In model II, the “Layer stripping method” is used to separate the anomaly field, and the “known anomaly” is obtained by Regularization Filtering method, which has been introduced above, then subtract them (?) from the total anomalies. Figure 7 shows that the gravity response of the buried hill B’ (target) and C' has been highlighted after the anomaly separation (point line). The gravity high point corresponds roughly to the actual position of geological body.

The model III is one for three buried hills with different sizes, depths and density differences. The parameters used in buried hill A" are $\Delta {\rho }_1=0.17\text{g}/{\text{cm}}^{\text{3}}$, and $x_1=\left(0,-3112,-5884\right)$. The parameters used in buried hill B" are $\Delta {\rho }_2=0.05\text{g}/{\text{cm}}^{\text{3}}$, and $x_2=\left(0,0,-3000\right)$. The parameters in buried hill C" are set to be $\Delta {\rho }_3=0.05\text{g}/{\text{cm}}^{\text{3}}$, and $x_3=\left(0,2995,-1749\right)$.

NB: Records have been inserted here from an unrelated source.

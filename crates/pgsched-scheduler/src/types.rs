use chrono::{DateTime, Utc};
use serde::{Deserialize, Serialize};

/// Family a task belongs to. Ids are only unique within a kind.
#[derive(Debug, Clone, Copy, PartialEq, Eq, Hash, Serialize, Deserialize)]
#[serde(rename_all = "snake_case")]
pub enum TaskKind {
    Cron,
    At,
    Runner,
    Generic,
}

impl TaskKind {
    /// Kinds that have a definition table and can be materialised locally.
    pub const CALENDAR: [TaskKind; 3] = [TaskKind::Cron, TaskKind::At, TaskKind::Runner];

    pub fn as_str(&self) -> &'static str {
        match self {
            TaskKind::Cron => "cron",
            TaskKind::At => "at",
            TaskKind::Runner => "runner",
            TaskKind::Generic => "generic",
        }
    }
}

impl std::fmt::Display for TaskKind {
    fn fmt(&self, f: &mut std::fmt::Formatter<'_>) -> std::fmt::Result {
        f.write_str(self.as_str())
    }
}

impl std::str::FromStr for TaskKind {
    type Err = String;

    fn from_str(s: &str) -> std::result::Result<Self, Self::Err> {
        match s.trim().to_ascii_lowercase().as_str() {
            "cron" => Ok(TaskKind::Cron),
            "at" => Ok(TaskKind::At),
            "runner" => Ok(TaskKind::Runner),
            "generic" => Ok(TaskKind::Generic),
            other => Err(format!("unknown task kind: {other}")),
        }
    }
}

/// Identity of a task: `(kind, id)`.
#[derive(Debug, Clone, Copy, PartialEq, Eq, Hash, Serialize, Deserialize)]
pub struct TaskKey {
    pub kind: TaskKind,
    pub id: i64,
}

impl TaskKey {
    pub fn new(kind: TaskKind, id: i64) -> Self {
        Self { kind, id }
    }
}

impl std::fmt::Display for TaskKey {
    fn fmt(&self, f: &mut std::fmt::Formatter<'_>) -> std::fmt::Result {
        write!(f, "{} task {}", self.kind, self.id)
    }
}

/// Lifecycle of a dispatched task. Only ever moves forward.
#[derive(Debug, Clone, Copy, PartialEq, Eq, PartialOrd, Ord, Serialize, Deserialize)]
#[serde(rename_all = "snake_case")]
pub enum TaskState {
    Waiting,
    Running,
    Done,
}

impl std::fmt::Display for TaskState {
    fn fmt(&self, f: &mut std::fmt::Formatter<'_>) -> std::fmt::Result {
        let s = match self {
            TaskState::Waiting => "waiting",
            TaskState::Running => "running",
            TaskState::Done => "done",
        };
        write!(f, "{s}")
    }
}

/// One row of `next_task()`.
///
/// When nothing is due only `wait` is meaningful (or no row comes back at
/// all); the task columns are filled once `wait` drops to zero or below.
#[derive(Debug, Clone, Default, PartialEq)]
pub struct NextTaskRow {
    /// Seconds until the next task is due. `None` means nothing is pending.
    pub wait: Option<f64>,
    pub kind: Option<String>,
    pub id: Option<i64>,
    pub job: Option<String>,
    pub role: Option<String>,
    pub scheduled_time: Option<DateTime<Utc>>,
    pub retroactive: Option<bool>,
}

/// A CRON / AT / RUNNER definition loaded from its table.
///
/// Equality is the change test used when a refresh diffs against the
/// previously loaded set.
#[derive(Debug, Clone, PartialEq)]
pub struct CalendarRow {
    pub kind: TaskKind,
    pub id: i64,
    pub job: String,
    pub role: String,
    /// Cron expression (CRON only).
    pub schedule: Option<String>,
    pub scheduled_time: Option<DateTime<Utc>>,
    /// Repeat interval in seconds (RUNNER only).
    pub interval_secs: Option<f64>,
    pub retroactive: bool,
}

impl CalendarRow {
    pub fn key(&self) -> TaskKey {
        TaskKey::new(self.kind, self.id)
    }
}

/// Payload of a change-channel notification.
#[derive(Debug, Clone, PartialEq, Eq)]
pub struct Notification {
    pub channel: String,
    pub payload: String,
    /// Set when the listener reconnected and notifications may have been lost.
    pub resync: bool,
}

impl Notification {
    /// Wake-up sent after the listener reconnected.
    pub fn resync() -> Self {
        Self {
            channel: String::new(),
            payload: String::new(),
            resync: true,
        }
    }
}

Model III is demonstrated in Figure 8. The gravity high point of the buried hill B’’ is shift to the left (full line). The buried hill C" of small size and shallow burial only shows a small protrusion on the response curve. Similarly, the “Layer Stripping method” and Regularization Filtering are used to deal with abnormal data. After this procedure is repeated twice, the offset phenomenon has been significantly weakened (point line), while the local response by buried hill C" has been effectively eliminated. A large-scale anomaly of the buried hill A" has suppressed as well. The anomaly of the target is correctly extracted out.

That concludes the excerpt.